Dr. Brines predicted that rHuEPO would have similar effects on ischemic and traumatic injuries in the spinal cord. In a study of rabbits with ischemic injury to the spinal cord, the animals treated with saline remained paralyzed for the 48 hours the study was carried out, while "there was a remarkable recovery of neurologic function in the animals that received EPO within 1 hour." At least part of rHuEPO’s protective action against paralysis may come from altering blood flow in the spinal cord region, Dr. Brines explained.

Other reported effects of rHuEPO include anti-inflammatory action, neurotrophic effects in repair, plasticity, and synaptogenesis, and modulation of electrical excitability in the brain. The anti-inflammatory effects were demonstrated in a rat model of acute multiple sclerosis. Animals that received saline had the typical clinical course, progressing from flaccid tail, to paralysis, to death. "In animals that received EPO, the effect is not only delayed, but it’s blunted tremendously," Dr. Brines said. In contrast, animals treated with dexamethasone had no neurologic symptoms during the 18 days of treatment, but "an enormous flair" of symptoms once treatment was stopped. "So in this model, EPO was active, but it doesn’t have the rebound effect, which is a problem with some of the other treatments," Dr. Brines noted.

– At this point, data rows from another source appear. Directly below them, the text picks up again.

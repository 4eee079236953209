//! Strongly-typed identifiers used across the domain.
//!
//! Identifiers are assigned by the backend on create and echoed back; the
//! client never mints them.

use core::str::FromStr;
use serde::{Deserialize, Serialize};

use crate::error::DomainError;

/// Server-assigned identifier of a resource entity (customer, item, ...).
#[derive(Debug, Copy, Clone, PartialEq, Eq, Hash, PartialOrd, Ord, Serialize, Deserialize)]
#[serde(transparent)]
pub struct EntityId(i64);

/// Identifier of a console user (the cashier placing an order).
#[derive(Debug, Copy, Clone, PartialEq, Eq, Hash, PartialOrd, Ord, Serialize, Deserialize)]
#[serde(transparent)]
pub struct UserId(i64);

macro_rules! impl_numeric_id {
    ($t:ty, $name:literal) => {
        impl $t {
            /// Wrap an identifier received from the backend.
            pub const fn from_raw(raw: i64) -> Self {
                Self(raw)
            }

            pub const fn get(&self) -> i64 {
                self.0
            }
        }

        impl core::fmt::Display for $t {
            fn fmt(&self, f: &mut core::fmt::Formatter<'_>) -> core::fmt::Result {
                core::fmt::Display::fmt(&self.0, f)
            }
        }

        impl From<i64> for $t {
            fn from(value: i64) -> Self {
                Self(value)
            }
        }

        impl From<$t> for i64 {
            fn from(value: $t) -> Self {
                value.0
            }
        }

        impl FromStr for $t {
            type Err = DomainError;

            fn from_str(s: &str) -> Result<Self, Self::Err> {
                let raw = s
                    .trim()
                    .parse::<i64>()
                    .map_err(|e| DomainError::invalid_id(format!("{}: {}", $name, e)))?;
                Ok(Self(raw))
            }
        }
    };
}

impl_numeric_id!(EntityId, "EntityId");
impl_numeric_id!(UserId, "UserId");
use serde::Serialize;

use posadmin_core::validate::require_min_trimmed_len;
use posadmin_core::{DomainResult, EntityId};

use crate::resource::{Deletable, Editable, Resource};
use crate::types::ItemCategory;

/// Shortest accepted category name, counted after trimming.
pub const MIN_CATEGORY_NAME_LEN: usize = 3;

/// `/itemcategory`: list, create, update, delete (with confirmation).
#[derive(Debug, Clone, Copy)]
pub struct ItemCategories;

#[derive(Debug, Clone, Default, PartialEq, Eq)]
pub struct CategoryDraft {
    pub category_name: String,
}

#[derive(Debug, Clone, PartialEq, Eq, Serialize)]
#[serde(rename_all = "camelCase")]
pub struct CategoryPayload {
    pub category_name: String,
}

impl Resource for ItemCategories {
    type Entity = ItemCategory;
    type Draft = CategoryDraft;

    const ENDPOINT: &'static str = "/itemcategory";
    const NAME: &'static str = "item category";
    const LOAD_FAILED: &'static str = "Failed to load item categories. Please try again.";
}

impl Editable for ItemCategories {
    type Payload = CategoryPayload;

    const SAVE_FAILED: &'static str = "Failed to save the category. Please try again.";
    const UPDATE_FAILED: &'static str = "Failed to save the category. Please try again.";

    fn validate(draft: &CategoryDraft) -> DomainResult<()> {
        require_min_trimmed_len(
            &draft.category_name,
            MIN_CATEGORY_NAME_LEN,
            "Category name must be at least 3 characters long.",
        )
    }

    fn payload(draft: &CategoryDraft, _target: Option<EntityId>) -> CategoryPayload {
        CategoryPayload {
            category_name: draft.category_name.trim().to_string(),
        }
    }

    fn draft_from(category: &ItemCategory) -> CategoryDraft {
        CategoryDraft {
            category_name: category.category_name.clone(),
        }
    }
}

impl Deletable for ItemCategories {
    const DELETE_FAILED: &'static str = "Failed to delete the category. Please try again.";
    const CONFIRM_PROMPT: Option<&'static str> = Some("Are you sure you want to delete this category?");
}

"EPO has potent effects on learning," Dr. Brines added, as shown in a classic learning paradigm where mice have to move through a Morris water maze. Mice treated with rHuEPO performed better than those receiving saline. Among young animals, the difference was not that great, but in older animals that tend to make more mistakes, rHu-EPO treatment raised their level of performance close to that of younger animals.

In other animal studies, rHuEPO was able to delay the onset of convulsions and seizures, with a single dose remaining effective for up to 7 days. A model of acute glaucoma demonstrated the effect of rHuEPO against retinal ischemia. "The EPO-treated animals have considerable recovery of function," Dr. Brines said, while the saline-treated animals remained blind a week later.

Clinical Implications

Dr. Brines summarized by reiterating that peripherally administered rHuEPO crosses the blood-brain barrier in sufficient amounts to initiate action and achieve results and "can be administered in advance of an injury, which is highly supportive of a concept that a breakdown of the blood-brain barrier is not essential." The effects of rHuEPO include modulation of apoptosis, inflammation, excitability, and synaptogenesis.

Studies suggest that rHuEPO may be useful in treating human disease (see Table 1, above), including stroke, trauma, epilepsy, subarachnoid hemorrhage, retinal ischemia, cognitive dysfunction, and myocardial ischemia. In addition to the reported studies with multiple sclerosis, "there are good in vivo and in vitro models for Parkinson’s disease and amyotrophic lateral sclerosis and an in vitro model for Alzheimer’s disease which is very encouraging," Dr. Brines said.

Also encouraging are the results of the first human trial with rHuEPO, a phase I/II collaborative study between Dr. Brines’s team and researchers in Germany. "The results are highly positive," Dr. Brines reported, for patients admitted within 8 hours of a documented middle cerebral artery stroke and treated with EPO for 3 days.